By ticking the box below you confirm that if you play the National Lottery Games interactively you have read, accept and agree to be bound by the Interactive Account Terms and Conditions, Rules for Interactive Instant Win Games and Rules for Draw-Based Games Played Interactively.

In addition, when you play a particular game you agree to be bound by the relevant Game Procedures and any Game Specific Rules that apply to that game and confirm your acceptance of the Privacy Policy.

I have read, accept and agree to be bound by the relevant Terms and Conditions and Rules of this website and the Privacy Policy of this website.”

To the right was a box marked with an asterisk next to which appeared the words “Accept terms and conditions” and a button marked “confirm”. To the left was a button marked “quit”. The Appellant clicked to tick the box and clicked “confirm” (a procedure known as “click-wrap”). At the bottom of the page was a box with a link to the Account Terms, which then ran to many pages of very small print and contained hyperlinks to the other terms and conditions mentioned in the text on the screen.

12

In August 2015, Camelot introduced a new Interactive Instant Win Game (“IWG”) entitled “£20 Million Cash Spectacular” (“the Game”).
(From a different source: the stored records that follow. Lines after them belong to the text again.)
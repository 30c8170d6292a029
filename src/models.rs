use chrono::{DateTime, FixedOffset};
use serde::Serialize;

/// One side of a fixture
#[derive(Debug, Clone, PartialEq, Eq, Serialize)]
pub struct Team {
    pub id: u64,
    pub name: String,
}

/// Competition a fixture belongs to
#[derive(Debug, Clone, PartialEq, Eq, Serialize)]
pub struct League {
    pub id: u64,
    pub name: String,
    /// Season start year, e.g. 2024 for 2024/25. Team statistics are scoped to it.
    pub season: Option<i32>,
}

/// A scheduled match as listed by the fixture provider
#[derive(Debug, Clone, PartialEq, Serialize)]
pub struct Fixture {
    /// Provider fixture ID, unique within a fetch window
    pub id: u64,
    /// Kick-off time in the provider's time zone
    pub kickoff: DateTime<FixedOffset>,
    pub home: Team,
    pub away: Team,
    pub league: League,
}

/// Season averages for one team in one league
#[derive(Debug, Clone, PartialEq, Serialize)]
pub struct TeamStatistics {
    pub team_id: u64,
    /// Average goals scored per match
    pub goals_for_avg: f64,
    /// Average goals conceded per match
    pub goals_against_avg: f64,
    /// Average corners per match
    pub corners_avg: f64,
}

/// Provider-side prediction for a single fixture
#[derive(Debug, Clone, PartialEq, Serialize)]
pub struct Prediction {
    pub fixture_id: u64,
    pub winner: Option<String>,
    pub win_or_draw: bool,
    /// Normalised over/under label, e.g. "Over 2.5"
    pub under_over: Option<String>,
    /// Both-teams-to-score likelihood (0–100)
    pub btts_percent: u8,
    pub predicted_goals: f64,
}

/// A single (type, value) pair from the in-match statistics feed
#[derive(Debug, Clone, PartialEq, Serialize)]
pub struct StatisticValue {
    pub kind: String,
    /// Missing or non-numeric values are stored as 0.0
    pub value: f64,
}

/// In-match statistics reported for one team of a fixture
#[derive(Debug, Clone, PartialEq, Serialize)]
pub struct MatchStatisticsEntry {
    pub fixture_id: u64,
    pub team_id: u64,
    pub statistics: Vec<StatisticValue>,
}

/// A fixture joined with every optional lookup that succeeded
#[derive(Debug, Clone, PartialEq, Serialize)]
pub struct EnrichedFixture {
    pub fixture: Fixture,
    pub home_stats: Option<TeamStatistics>,
    pub away_stats: Option<TeamStatistics>,
    pub prediction: Option<Prediction>,
    /// Corner kicks summed across both teams
    pub corners: Option<f64>,
}

impl EnrichedFixture {
    pub fn bare(fixture: Fixture) -> Self {
        EnrichedFixture {
            fixture,
            home_stats: None,
            away_stats: None,
            prediction: None,
            corners: None,
        }
    }
}

/// Which rule set produced a [`ScoredMatch`]
#[derive(Debug, Clone, Copy, PartialEq, Eq, Serialize, clap::ValueEnum)]
#[serde(rename_all = "snake_case")]
pub enum ScoringStrategy {
    /// Thresholds applied to team season averages
    Computed,
    /// Thresholds applied to the provider's own prediction
    Predicted,
}

/// Boolean confidence signals for one match
#[derive(Debug, Clone, Copy, Default, PartialEq, Eq, Serialize)]
pub struct ConfidenceFlags {
    pub btts: bool,
    pub over_2_5: bool,
    pub high_corners: bool,
}

impl ConfidenceFlags {
    pub fn count(&self) -> usize {
        [self.btts, self.over_2_5, self.high_corners]
            .iter()
            .filter(|f| **f)
            .count()
    }
}

/// Numeric inputs the flags were derived from
#[derive(Debug, Clone, Default, PartialEq, Serialize)]
pub struct Signals {
    pub avg_goals: Option<f64>,
    pub avg_corners: Option<f64>,
    pub btts_percent: Option<u8>,
}

/// An enriched fixture with its derived confidence signals
#[derive(Debug, Clone, PartialEq, Serialize)]
pub struct ScoredMatch {
    pub fixture: EnrichedFixture,
    pub strategy: ScoringStrategy,
    pub signals: Signals,
    pub flags: ConfidenceFlags,
    /// Human-readable one-liner, e.g. "Arsenal vs Chelsea (2024-05-01 19:00) | BTTS ✅ ..."
    pub summary: String,
}
use anyhow::{Context, Result};
use async_trait::async_trait;
use reqwest::Client;
use std::time::Duration;
use tracing::debug;

use super::DispatchSink;

/// Telegram rejects messages longer than this many characters.
const MAX_MESSAGE_CHARS: usize = 4096;

/// Push sink backed by the Telegram Bot API `sendMessage` method.
pub struct TelegramSink {
    http: Client,
    api_url: String,
    token: String,
}

impl TelegramSink {
    pub fn new(api_url: &str, token: &str, timeout: Duration) -> Result<Self> {
        let http = Client::builder()
            .timeout(timeout)
            .build()
            .context("Failed to build HTTP client")?;
        Ok(TelegramSink {
            http,
            api_url: api_url.trim_end_matches('/').to_string(),
            token: token.to_string(),
        })
    }

    async fn send_chunk(&self, chat_id: &str, text: &str) -> Result<()> {
        let url = format!("{}/bot{}/sendMessage", self.api_url, self.token);
        let body = serde_json::json!({
            "chat_id": chat_id,
            "text": text,
            "disable_web_page_preview": true,
        });

        let resp = self
            .http
            .post(&url)
            .json(&body)
            .send()
            .await
            .context("Telegram request failed")?;

        if !resp.status().is_success() {
            let status = resp.status();
            let body = resp.text().await.unwrap_or_default();
            anyhow::bail!("Telegram error {}: {}", status, body);
        }

        let result: serde_json::Value = resp
            .json()
            .await
            .context("Failed to parse Telegram response")?;
        if !result["ok"].as_bool().unwrap_or(false) {
            anyhow::bail!(
                "Telegram rejected message: {}",
                result["description"].as_str().unwrap_or("unknown error")
            );
        }
        Ok(())
    }
}

#[async_trait]
impl DispatchSink for TelegramSink {
    async fn send(&self, destination: &str, text: &str) -> Result<()> {
        let chunks = split_message(text, MAX_MESSAGE_CHARS);
        debug!("Sending {} Telegram message(s) to {}", chunks.len(), destination);
        for chunk in &chunks {
            self.send_chunk(destination, chunk).await?;
        }
        Ok(())
    }

    fn name(&self) -> &str {
        "Telegram"
    }
}

/// Split on line boundaries so that no chunk exceeds `max_chars` characters.
/// A single over-long line is hard-split.
fn split_message(text: &str, max_chars: usize) -> Vec<String> {
    let mut chunks = Vec::new();
    let mut current = String::new();
    let mut current_len = 0;

    for line in text.lines() {
        let mut line_chars: Vec<char> = line.chars().collect();
        while line_chars.len() > max_chars {
            if !current.is_empty() {
                chunks.push(std::mem::take(&mut current));
                current_len = 0;
            }
            let rest = line_chars.split_off(max_chars);
            chunks.push(line_chars.into_iter().collect());
            line_chars = rest;
        }

        let needed = if current.is_empty() {
            line_chars.len()
        } else {
            line_chars.len() + 1
        };
        if current_len + needed > max_chars {
            chunks.push(std::mem::take(&mut current));
            current_len = 0;
        }
        if !current.is_empty() {
            current.push('\n');
            current_len += 1;
        }
        current_len += line_chars.len();
        current.extend(line_chars);
    }

    if !current.is_empty() || chunks.is_empty() {
        chunks.push(current);
    }
    chunks
}

#[cfg(test)]
mod tests {
    use super::*;
    use axum::{http::StatusCode, routing::post, Json, Router};
    use serde_json::{json, Value};
    use std::sync::{Arc, Mutex};

    #[test]
    fn test_split_short_message() {
        assert_eq!(split_message("a\nb", 10), vec!["a\nb".to_string()]);
        assert_eq!(split_message("", 10), vec![String::new()]);
    }

    #[test]
    fn test_split_on_line_boundaries() {
        let chunks = split_message("aaaa\nbbbb\ncccc", 9);
        assert_eq!(chunks, vec!["aaaa\nbbbb".to_string(), "cccc".to_string()]);
    }

    #[test]
    fn test_split_long_line() {
        let chunks = split_message("abcdefgh", 3);
        assert_eq!(chunks, vec!["abc", "def", "gh"]);
    }

    async fn serve(router: Router) -> String {
        let listener = tokio::net::TcpListener::bind("127.0.0.1:0").await.unwrap();
        let addr = listener.local_addr().unwrap();
        tokio::spawn(async move {
            axum::serve(listener, router).await.unwrap();
        });
        format!("http://{}", addr)
    }

    #[tokio::test]
    async fn test_send_message() {
        let received: Arc<Mutex<Vec<Value>>> = Arc::default();
        let sink_received = Arc::clone(&received);
        let router = Router::new().route(
            "/botTOKEN/sendMessage",
            post(move |Json(body): Json<Value>| {
                let received = Arc::clone(&sink_received);
                async move {
                    received.lock().unwrap().push(body);
                    Json(json!({ "ok": true }))
                }
            }),
        );
        let base = serve(router).await;
        let sink = TelegramSink::new(&base, "TOKEN", Duration::from_secs(5)).unwrap();
        sink.send("-100123", "hello").await.unwrap();

        let received = received.lock().unwrap();
        assert_eq!(received.len(), 1);
        assert_eq!(received[0]["chat_id"], "-100123");
        assert_eq!(received[0]["text"], "hello");
    }

    #[tokio::test]
    async fn test_rejected_message_is_an_error() {
        let router = Router::new().route(
            "/botTOKEN/sendMessage",
            post(|| async {
                (
                    StatusCode::BAD_REQUEST,
                    Json(json!({ "ok": false, "description": "chat not found" })),
                )
            }),
        );
        let base = serve(router).await;
        let sink = TelegramSink::new(&base, "TOKEN", Duration::from_secs(5)).unwrap();
        assert!(sink.send("1", "hello").await.is_err());
    }
}
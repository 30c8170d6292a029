use futures_util::stream::{self, StreamExt};
use std::future::Future;
use std::time::Duration;
use tracing::{debug, warn};

use crate::models::{EnrichedFixture, Fixture, MatchStatisticsEntry, TeamStatistics};
use crate::provider::{FixtureProvider, ProviderError};

/// Wait for the provider's request budget, then run one lookup under `timeout`.
/// Only the lookup itself is timed.
async fn bounded<T>(
    provider: &dyn FixtureProvider,
    timeout: Duration,
    fut: impl Future<Output = Result<T, ProviderError>>,
) -> Result<T, ProviderError> {
    provider.ready().await;
    match tokio::time::timeout(timeout, fut).await {
        Ok(result) => result,
        Err(_) => Err(ProviderError::Timeout(timeout)),
    }
}

/// Collapse a lookup result into an optional field, logging the cause of any failure.
fn settle<T>(
    provider: &dyn FixtureProvider,
    fixture_id: u64,
    what: &str,
    result: Result<Option<T>, ProviderError>,
) -> Option<T> {
    match result {
        Ok(value) => {
            if value.is_none() {
                debug!("Fixture {}: no {} available", fixture_id, what);
            }
            value
        }
        Err(e) => {
            warn!("{}: {} lookup for fixture {} failed: {}", provider.name(), what, fixture_id, e);
            None
        }
    }
}

async fn team_lookup(
    provider: &dyn FixtureProvider,
    fixture: &Fixture,
    team_id: u64,
    timeout: Duration,
) -> Result<Option<TeamStatistics>, ProviderError> {
    match fixture.league.season {
        Some(season) => {
            bounded(
                provider,
                timeout,
                provider.team_statistics(team_id, fixture.league.id, season),
            )
            .await
        }
        None => Ok(None),
    }
}

/// Sum every statistic labelled "corners" (case-insensitive) across both teams.
/// Returns `None` when the provider reported no statistics at all.
pub fn aggregate_corners(entries: &[MatchStatisticsEntry]) -> Option<f64> {
    if entries.is_empty() {
        return None;
    }
    let total = entries
        .iter()
        .flat_map(|e| e.statistics.iter())
        .filter(|s| s.kind.trim().eq_ignore_ascii_case("corners"))
        .map(|s| if s.value.is_finite() { s.value } else { 0.0 })
        .sum();
    Some(total)
}

/// Run the four independent lookups for one fixture and merge whatever succeeds.
pub async fn enrich_fixture(
    provider: &dyn FixtureProvider,
    fixture: Fixture,
    timeout: Duration,
) -> EnrichedFixture {
    let id = fixture.id;

    let (home, away, prediction, statistics) = tokio::join!(
        team_lookup(provider, &fixture, fixture.home.id, timeout),
        team_lookup(provider, &fixture, fixture.away.id, timeout),
        bounded(provider, timeout, provider.prediction(id)),
        bounded(provider, timeout, provider.match_statistics(id)),
    );

    let statistics = settle(provider, id, "match statistics", statistics.map(Some)).unwrap_or_default();

    EnrichedFixture {
        home_stats: settle(provider, id, "home team statistics", home),
        away_stats: settle(provider, id, "away team statistics", away),
        prediction: settle(provider, id, "prediction", prediction),
        corners: aggregate_corners(&statistics),
        ..EnrichedFixture::bare(fixture)
    }
}

/// Enrich a batch with bounded fan-out. Output order equals input order.
pub async fn enrich_all(
    provider: &dyn FixtureProvider,
    fixtures: Vec<Fixture>,
    concurrency: usize,
    timeout: Duration,
) -> Vec<EnrichedFixture> {
    stream::iter(fixtures)
        .map(|fixture| enrich_fixture(provider, fixture, timeout))
        .buffered(concurrency.max(1))
        .collect()
        .await
}
use anyhow::{Context, Result};
use chrono::Utc;
use clap::Parser;
use std::net::SocketAddr;
use std::sync::Arc;
use tracing::info;

mod config;
mod dispatch;
mod models;
mod pipeline;
mod provider;
mod scheduler;
mod server;

use config::Config;
use dispatch::{render_digest, DispatchSink, LogSink, TelegramSink};
use pipeline::{scorer_for, Pipeline};
use provider::{ApiFootball, FixtureProvider};
use scheduler::{spawn_daily_digest, DigestJob};
use server::AppState;

#[tokio::main]
async fn main() -> Result<()> {
    // Initialise tracing / logging
    tracing_subscriber::fmt()
        .with_env_filter(
            tracing_subscriber::EnvFilter::try_from_default_env()
                .unwrap_or_else(|_| tracing_subscriber::EnvFilter::new("info")),
        )
        .init();

    let config = Config::parse();
    config.validate()?;

    let api_key = config
        .api_football_key
        .as_deref()
        .context("API_FOOTBALL_KEY is required")?;
    let provider: Arc<dyn FixtureProvider> = Arc::new(ApiFootball::new(
        &config.api_football_url,
        api_key,
        config.rate_limit(),
        config.request_timeout(),
    )?);

    let scorer = scorer_for(config.strategy, config.thresholds());
    let pipeline = Arc::new(Pipeline::new(
        Arc::clone(&provider),
        scorer,
        config.pipeline_settings(),
    ));
    info!(
        "Scanning {} day(s) via {} with {:?} strategy (≤{} req/min)",
        config.days,
        provider.name(),
        config.strategy,
        config.requests_per_minute
    );

    // One-shot mode: print the digest and exit
    if config.once {
        let today = Utc::now().date_naive();
        let report = pipeline
            .scan(today, config.days, Some(config.query_limit))
            .await;
        println!("{}", render_digest(&report));
        return Ok(());
    }

    // Digest sink: Telegram when configured, otherwise the log
    let (sink, destinations): (Arc<dyn DispatchSink>, Vec<String>) =
        match config.telegram_bot_token.as_deref() {
            Some(token) => (
                Arc::new(TelegramSink::new(
                    &config.telegram_api_url,
                    token,
                    config.request_timeout(),
                )?),
                config.telegram_chat_ids.clone(),
            ),
            None => (Arc::new(LogSink), vec!["log".to_string()]),
        };

    if config.no_digest {
        info!("Scheduled digest disabled");
    } else {
        info!(
            "Daily digest at {} UTC via {} to {} destination(s)",
            config.digest_time.format("%H:%M"),
            sink.name(),
            destinations.len()
        );
        spawn_daily_digest(
            Arc::clone(&pipeline),
            DigestJob {
                sink,
                destinations,
                cap: Some(config.digest_limit),
            },
            config.digest_time,
        );
    }

    // Liveness probe + interactive query endpoint
    let app = server::router(AppState {
        pipeline,
        query_cap: config.query_limit,
    });
    let addr: SocketAddr = config.listen_addr.parse()?;
    info!("Listening on http://{}", addr);
    let listener = tokio::net::TcpListener::bind(addr).await?;

    // Run HTTP server (blocks until shutdown)
    axum::serve(listener, app).await?;

    Ok(())
}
IWGs are games of chance which are available to play on the National Lottery Website, in which registered players like the Appellant have a chance to win a cash prize. The screen on the Website displaying the details of a particular IWG is known as the “Game Details Screen” (sometimes referred to as the “Game Play Window” – nothing turns on this difference in nomenclature). The entry by a player into an IWG by the purchase of a ticket online is termed a “Play” and each ticket is allocated a unique Play Number. To play the Game...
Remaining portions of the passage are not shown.